Top of Excerpted records

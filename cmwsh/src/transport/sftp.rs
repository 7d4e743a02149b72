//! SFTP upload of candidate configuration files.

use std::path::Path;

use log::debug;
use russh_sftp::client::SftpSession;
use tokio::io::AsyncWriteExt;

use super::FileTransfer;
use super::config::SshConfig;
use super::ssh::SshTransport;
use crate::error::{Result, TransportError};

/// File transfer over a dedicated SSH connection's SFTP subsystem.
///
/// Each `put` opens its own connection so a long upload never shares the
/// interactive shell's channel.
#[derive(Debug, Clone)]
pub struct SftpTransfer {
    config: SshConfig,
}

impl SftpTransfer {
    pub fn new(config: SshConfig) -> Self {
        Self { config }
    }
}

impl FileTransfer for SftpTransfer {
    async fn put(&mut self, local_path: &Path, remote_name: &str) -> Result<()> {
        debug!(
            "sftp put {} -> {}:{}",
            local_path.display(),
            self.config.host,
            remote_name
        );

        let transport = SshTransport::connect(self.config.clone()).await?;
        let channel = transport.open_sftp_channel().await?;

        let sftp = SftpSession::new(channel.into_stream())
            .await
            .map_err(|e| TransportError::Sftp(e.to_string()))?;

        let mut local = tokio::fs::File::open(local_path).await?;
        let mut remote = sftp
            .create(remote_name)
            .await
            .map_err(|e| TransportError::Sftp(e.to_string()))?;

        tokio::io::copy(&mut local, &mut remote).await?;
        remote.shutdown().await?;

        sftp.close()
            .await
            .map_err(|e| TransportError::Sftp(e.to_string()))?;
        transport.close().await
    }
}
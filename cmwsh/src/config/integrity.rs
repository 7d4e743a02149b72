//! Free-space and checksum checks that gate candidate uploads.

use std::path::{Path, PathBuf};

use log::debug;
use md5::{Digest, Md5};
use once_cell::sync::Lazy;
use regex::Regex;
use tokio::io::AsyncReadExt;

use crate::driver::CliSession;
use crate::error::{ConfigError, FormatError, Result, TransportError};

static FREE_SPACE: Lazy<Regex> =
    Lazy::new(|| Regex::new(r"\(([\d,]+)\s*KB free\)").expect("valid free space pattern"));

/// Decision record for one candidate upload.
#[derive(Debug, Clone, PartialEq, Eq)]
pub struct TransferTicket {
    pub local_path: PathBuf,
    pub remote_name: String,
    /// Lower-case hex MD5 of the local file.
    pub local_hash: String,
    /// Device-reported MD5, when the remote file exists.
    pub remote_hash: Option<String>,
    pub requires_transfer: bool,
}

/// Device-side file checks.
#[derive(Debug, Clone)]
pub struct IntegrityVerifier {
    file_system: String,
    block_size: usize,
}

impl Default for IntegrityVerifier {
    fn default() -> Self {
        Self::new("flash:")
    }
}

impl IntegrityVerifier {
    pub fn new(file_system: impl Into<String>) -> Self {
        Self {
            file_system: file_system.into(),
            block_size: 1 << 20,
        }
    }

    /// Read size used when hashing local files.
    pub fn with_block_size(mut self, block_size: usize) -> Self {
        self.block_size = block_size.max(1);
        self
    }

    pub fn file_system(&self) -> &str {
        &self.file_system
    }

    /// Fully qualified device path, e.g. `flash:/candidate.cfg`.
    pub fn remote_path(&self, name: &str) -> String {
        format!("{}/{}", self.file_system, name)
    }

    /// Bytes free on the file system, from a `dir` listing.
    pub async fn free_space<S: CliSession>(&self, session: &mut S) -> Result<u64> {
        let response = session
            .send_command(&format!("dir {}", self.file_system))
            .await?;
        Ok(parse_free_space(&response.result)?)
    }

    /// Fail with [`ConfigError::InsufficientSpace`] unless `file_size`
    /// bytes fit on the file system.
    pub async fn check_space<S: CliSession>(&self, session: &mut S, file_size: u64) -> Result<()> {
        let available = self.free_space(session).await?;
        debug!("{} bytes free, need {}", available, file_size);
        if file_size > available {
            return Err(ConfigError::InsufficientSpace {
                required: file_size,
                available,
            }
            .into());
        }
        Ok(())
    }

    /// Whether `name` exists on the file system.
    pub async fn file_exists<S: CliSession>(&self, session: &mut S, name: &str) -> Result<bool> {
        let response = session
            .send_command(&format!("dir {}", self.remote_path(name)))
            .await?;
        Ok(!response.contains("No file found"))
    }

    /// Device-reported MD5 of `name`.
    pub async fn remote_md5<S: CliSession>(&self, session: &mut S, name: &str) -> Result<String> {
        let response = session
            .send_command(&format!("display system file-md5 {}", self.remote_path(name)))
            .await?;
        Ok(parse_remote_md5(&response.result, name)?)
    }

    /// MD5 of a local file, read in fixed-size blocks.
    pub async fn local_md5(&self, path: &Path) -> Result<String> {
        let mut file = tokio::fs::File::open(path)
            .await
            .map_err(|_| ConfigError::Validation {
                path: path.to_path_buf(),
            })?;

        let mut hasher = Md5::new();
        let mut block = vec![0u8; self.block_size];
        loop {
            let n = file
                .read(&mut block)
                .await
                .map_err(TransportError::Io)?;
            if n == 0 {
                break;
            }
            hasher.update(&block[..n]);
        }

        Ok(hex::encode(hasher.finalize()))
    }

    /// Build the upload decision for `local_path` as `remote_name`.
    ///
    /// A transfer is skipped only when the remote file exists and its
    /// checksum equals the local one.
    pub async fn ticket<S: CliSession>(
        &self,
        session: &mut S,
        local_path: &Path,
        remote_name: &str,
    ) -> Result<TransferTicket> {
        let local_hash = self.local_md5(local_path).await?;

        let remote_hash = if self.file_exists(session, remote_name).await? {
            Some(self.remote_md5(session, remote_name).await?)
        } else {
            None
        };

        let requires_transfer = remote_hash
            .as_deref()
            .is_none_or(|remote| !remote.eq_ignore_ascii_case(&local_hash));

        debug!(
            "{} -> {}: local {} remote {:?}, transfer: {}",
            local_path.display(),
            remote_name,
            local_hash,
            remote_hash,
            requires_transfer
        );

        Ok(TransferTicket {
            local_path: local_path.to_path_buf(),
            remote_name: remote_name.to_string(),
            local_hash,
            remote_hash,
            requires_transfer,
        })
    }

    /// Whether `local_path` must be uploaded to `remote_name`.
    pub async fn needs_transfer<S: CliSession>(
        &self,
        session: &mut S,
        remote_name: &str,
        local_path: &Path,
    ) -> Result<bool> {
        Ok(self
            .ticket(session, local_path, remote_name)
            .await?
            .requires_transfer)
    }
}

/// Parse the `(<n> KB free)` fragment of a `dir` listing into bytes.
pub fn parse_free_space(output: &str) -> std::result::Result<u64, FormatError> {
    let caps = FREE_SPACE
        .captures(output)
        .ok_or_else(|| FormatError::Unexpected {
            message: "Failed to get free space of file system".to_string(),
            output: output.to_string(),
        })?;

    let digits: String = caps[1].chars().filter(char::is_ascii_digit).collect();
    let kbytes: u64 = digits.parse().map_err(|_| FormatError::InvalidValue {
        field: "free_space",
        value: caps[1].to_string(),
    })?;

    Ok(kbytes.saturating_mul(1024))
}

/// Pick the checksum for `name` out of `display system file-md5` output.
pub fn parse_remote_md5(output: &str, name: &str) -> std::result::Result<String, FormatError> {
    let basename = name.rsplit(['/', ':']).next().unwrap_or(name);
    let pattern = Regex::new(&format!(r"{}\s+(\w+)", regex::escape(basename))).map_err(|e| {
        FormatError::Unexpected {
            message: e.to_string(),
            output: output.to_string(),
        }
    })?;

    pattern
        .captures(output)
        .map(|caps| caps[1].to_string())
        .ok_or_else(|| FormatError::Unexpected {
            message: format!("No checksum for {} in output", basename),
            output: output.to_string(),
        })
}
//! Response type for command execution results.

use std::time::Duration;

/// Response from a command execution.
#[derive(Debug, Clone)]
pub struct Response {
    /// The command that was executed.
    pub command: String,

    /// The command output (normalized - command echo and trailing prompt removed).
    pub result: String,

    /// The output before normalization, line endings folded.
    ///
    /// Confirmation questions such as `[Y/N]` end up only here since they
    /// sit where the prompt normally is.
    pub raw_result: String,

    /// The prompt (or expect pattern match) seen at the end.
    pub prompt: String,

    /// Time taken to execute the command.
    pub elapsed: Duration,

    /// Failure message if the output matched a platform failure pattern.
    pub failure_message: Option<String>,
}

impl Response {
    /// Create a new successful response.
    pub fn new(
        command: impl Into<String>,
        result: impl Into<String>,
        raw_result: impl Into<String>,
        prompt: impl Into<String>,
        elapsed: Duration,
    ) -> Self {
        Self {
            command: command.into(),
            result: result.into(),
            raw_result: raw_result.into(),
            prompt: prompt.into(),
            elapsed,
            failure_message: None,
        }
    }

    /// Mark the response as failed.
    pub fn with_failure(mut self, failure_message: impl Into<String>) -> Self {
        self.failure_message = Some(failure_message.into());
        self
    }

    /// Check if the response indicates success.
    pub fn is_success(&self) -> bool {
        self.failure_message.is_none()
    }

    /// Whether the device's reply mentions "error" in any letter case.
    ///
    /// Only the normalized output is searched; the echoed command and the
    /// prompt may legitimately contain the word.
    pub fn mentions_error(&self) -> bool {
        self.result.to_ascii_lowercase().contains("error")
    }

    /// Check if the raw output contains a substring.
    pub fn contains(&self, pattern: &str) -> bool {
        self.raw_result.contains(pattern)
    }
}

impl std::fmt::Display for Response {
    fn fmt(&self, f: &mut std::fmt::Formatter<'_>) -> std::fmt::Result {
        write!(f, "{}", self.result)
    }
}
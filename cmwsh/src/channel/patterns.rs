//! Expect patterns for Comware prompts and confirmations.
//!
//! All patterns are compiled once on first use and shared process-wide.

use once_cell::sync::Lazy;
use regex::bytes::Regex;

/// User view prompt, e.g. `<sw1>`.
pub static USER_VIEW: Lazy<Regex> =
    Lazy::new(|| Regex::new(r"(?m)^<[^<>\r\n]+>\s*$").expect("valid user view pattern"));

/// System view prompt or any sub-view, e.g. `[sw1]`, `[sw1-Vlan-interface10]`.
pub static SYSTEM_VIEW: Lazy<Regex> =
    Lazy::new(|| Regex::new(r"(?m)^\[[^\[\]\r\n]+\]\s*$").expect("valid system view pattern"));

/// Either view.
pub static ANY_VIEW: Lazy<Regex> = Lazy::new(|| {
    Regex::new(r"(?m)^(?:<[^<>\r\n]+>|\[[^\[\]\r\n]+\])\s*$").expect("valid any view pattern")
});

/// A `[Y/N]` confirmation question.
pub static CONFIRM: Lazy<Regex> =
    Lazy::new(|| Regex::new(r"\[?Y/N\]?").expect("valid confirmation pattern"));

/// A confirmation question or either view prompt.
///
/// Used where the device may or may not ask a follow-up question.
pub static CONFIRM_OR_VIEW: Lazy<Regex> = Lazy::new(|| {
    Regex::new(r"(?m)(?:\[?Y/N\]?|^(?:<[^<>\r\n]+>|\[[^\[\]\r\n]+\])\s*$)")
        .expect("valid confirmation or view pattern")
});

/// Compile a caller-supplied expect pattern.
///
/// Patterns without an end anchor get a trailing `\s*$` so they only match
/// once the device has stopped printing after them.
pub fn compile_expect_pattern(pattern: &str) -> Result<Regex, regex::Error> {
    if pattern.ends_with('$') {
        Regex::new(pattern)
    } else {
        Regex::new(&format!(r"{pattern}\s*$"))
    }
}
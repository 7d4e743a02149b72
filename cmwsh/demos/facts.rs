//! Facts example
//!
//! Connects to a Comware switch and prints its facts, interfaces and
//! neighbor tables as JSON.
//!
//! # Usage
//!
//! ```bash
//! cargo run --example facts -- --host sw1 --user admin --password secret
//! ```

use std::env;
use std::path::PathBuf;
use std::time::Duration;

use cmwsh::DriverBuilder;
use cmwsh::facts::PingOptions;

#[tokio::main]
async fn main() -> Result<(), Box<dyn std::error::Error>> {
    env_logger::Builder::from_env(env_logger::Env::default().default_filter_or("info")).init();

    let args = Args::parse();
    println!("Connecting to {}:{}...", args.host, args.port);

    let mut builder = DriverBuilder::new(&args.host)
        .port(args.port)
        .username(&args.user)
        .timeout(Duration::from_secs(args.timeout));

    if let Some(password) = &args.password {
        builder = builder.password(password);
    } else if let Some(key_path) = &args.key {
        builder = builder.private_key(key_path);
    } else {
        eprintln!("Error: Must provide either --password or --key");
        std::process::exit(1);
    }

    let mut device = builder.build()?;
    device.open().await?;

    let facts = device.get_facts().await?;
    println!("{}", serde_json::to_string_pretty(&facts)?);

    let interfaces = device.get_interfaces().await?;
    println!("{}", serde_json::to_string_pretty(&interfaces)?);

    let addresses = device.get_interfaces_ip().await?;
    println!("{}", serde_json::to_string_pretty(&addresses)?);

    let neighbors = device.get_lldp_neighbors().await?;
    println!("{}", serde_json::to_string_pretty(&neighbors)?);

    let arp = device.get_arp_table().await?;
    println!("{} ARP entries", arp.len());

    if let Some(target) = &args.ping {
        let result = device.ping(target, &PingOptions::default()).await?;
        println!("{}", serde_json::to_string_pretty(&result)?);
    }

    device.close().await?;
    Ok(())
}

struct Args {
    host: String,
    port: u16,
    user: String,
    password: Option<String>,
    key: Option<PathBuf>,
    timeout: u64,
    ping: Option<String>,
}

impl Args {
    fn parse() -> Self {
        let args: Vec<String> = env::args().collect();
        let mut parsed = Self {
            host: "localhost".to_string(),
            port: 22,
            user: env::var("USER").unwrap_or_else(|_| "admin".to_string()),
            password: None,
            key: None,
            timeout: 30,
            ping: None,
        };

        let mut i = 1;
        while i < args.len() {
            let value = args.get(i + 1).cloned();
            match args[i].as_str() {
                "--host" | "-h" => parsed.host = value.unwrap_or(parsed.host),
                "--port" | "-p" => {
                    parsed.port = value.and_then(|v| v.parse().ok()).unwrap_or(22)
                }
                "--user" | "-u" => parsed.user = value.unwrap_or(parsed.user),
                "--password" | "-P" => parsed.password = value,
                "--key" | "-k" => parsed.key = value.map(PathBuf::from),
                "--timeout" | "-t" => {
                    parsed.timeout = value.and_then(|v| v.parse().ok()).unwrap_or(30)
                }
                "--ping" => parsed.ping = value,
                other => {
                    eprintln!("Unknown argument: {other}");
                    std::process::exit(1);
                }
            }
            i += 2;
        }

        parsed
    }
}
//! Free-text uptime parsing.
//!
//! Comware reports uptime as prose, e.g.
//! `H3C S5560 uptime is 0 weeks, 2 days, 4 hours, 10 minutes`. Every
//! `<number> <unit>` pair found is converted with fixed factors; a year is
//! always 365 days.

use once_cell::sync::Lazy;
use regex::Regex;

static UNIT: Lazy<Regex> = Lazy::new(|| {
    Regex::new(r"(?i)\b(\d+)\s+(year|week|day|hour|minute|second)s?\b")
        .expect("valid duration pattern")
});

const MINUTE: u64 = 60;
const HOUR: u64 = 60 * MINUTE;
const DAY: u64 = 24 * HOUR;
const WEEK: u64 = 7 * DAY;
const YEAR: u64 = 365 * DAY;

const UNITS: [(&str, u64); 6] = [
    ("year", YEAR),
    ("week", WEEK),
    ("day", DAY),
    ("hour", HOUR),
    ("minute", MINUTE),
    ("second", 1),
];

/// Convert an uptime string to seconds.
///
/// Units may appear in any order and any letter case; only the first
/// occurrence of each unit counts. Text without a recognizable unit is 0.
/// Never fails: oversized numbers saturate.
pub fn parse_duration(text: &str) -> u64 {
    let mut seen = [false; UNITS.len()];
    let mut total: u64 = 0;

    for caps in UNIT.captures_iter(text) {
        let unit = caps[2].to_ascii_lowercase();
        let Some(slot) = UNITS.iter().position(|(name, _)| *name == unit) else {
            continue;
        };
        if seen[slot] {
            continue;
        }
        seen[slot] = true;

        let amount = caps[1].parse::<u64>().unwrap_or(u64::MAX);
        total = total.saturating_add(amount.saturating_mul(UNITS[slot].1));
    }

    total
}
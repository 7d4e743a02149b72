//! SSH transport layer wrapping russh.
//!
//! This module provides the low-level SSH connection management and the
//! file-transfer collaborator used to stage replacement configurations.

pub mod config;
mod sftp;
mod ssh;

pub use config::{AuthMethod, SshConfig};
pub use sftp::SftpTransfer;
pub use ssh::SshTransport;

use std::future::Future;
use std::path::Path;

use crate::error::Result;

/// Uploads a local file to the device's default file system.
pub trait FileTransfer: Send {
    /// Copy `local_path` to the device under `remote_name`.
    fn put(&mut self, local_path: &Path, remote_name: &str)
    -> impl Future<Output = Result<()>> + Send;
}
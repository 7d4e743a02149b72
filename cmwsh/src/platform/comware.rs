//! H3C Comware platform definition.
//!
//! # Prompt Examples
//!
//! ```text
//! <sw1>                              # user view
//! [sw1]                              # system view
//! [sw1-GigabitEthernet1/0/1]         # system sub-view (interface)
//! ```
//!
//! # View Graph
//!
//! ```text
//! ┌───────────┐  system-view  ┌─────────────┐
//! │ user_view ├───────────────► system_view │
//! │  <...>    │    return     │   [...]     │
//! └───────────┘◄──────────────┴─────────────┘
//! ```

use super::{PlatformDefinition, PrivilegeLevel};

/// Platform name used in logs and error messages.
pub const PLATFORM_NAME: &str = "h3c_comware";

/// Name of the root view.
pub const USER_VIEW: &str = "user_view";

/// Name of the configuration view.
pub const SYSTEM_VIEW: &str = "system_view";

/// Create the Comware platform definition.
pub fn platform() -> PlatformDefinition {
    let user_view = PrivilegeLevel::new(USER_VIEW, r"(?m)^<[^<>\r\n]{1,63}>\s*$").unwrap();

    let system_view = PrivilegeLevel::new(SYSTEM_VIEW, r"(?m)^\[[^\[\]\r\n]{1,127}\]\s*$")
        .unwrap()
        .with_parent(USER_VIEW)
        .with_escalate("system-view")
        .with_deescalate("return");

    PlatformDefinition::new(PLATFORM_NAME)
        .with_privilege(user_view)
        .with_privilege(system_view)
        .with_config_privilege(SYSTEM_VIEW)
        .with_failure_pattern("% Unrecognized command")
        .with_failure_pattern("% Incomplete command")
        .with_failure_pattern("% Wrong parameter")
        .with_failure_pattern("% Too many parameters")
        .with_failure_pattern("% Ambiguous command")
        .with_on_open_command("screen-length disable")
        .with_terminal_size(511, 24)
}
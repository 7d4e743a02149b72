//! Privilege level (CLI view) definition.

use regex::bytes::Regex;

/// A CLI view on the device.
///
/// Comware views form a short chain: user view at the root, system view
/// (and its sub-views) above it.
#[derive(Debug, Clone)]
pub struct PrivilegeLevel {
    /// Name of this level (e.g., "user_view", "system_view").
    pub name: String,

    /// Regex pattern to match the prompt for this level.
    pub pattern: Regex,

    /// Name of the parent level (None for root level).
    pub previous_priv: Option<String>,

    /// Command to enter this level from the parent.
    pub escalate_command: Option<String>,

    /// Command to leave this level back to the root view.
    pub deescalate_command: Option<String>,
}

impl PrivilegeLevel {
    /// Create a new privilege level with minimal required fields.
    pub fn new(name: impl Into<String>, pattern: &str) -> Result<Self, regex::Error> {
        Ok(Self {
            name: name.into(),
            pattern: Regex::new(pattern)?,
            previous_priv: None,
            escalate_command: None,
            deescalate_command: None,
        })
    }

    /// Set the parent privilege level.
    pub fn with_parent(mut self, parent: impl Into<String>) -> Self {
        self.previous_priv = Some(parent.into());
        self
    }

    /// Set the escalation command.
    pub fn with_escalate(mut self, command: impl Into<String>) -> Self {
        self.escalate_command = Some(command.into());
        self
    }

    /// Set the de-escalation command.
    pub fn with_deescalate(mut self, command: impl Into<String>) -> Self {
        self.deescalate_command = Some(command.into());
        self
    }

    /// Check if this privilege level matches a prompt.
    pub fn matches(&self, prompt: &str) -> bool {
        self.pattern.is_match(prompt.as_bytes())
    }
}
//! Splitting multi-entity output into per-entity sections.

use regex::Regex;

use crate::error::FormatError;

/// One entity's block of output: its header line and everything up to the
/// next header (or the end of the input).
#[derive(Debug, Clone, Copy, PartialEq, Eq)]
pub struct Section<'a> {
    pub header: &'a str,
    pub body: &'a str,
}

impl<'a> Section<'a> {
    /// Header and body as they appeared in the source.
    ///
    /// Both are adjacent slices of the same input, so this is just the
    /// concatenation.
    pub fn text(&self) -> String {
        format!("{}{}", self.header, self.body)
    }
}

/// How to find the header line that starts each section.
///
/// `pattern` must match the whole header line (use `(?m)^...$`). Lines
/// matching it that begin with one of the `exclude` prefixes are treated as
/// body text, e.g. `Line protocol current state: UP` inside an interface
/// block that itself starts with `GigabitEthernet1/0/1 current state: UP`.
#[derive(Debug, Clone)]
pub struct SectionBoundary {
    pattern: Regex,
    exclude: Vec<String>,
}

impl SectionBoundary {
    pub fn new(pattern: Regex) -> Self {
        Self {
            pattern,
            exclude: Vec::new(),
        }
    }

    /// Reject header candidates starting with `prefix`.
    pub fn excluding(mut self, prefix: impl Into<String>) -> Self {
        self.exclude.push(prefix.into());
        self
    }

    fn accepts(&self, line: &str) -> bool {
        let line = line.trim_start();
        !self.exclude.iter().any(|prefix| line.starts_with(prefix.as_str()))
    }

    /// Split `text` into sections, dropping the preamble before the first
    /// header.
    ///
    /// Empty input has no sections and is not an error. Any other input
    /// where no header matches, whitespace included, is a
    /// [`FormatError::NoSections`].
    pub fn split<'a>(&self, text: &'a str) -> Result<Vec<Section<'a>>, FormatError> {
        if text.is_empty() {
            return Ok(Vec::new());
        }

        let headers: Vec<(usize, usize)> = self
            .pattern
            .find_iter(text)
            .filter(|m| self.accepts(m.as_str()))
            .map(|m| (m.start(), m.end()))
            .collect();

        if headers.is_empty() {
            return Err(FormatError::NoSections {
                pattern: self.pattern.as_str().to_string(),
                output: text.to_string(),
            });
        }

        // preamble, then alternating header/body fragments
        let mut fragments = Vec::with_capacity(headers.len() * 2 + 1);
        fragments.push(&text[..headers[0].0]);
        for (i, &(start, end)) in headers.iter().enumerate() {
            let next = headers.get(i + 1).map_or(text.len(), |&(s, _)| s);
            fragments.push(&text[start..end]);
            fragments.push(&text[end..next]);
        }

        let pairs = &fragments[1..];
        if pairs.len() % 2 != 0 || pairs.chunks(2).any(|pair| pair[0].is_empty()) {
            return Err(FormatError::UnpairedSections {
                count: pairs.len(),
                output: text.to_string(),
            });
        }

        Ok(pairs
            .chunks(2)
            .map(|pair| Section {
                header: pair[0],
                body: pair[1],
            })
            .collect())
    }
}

Bottom of Excerpted records

Return each line from the records that includes the word "hasher".

        let mut hasher = Md5::new();
            hasher.update(&block[..n]);
        Ok(hex::encode(hasher.finalize()))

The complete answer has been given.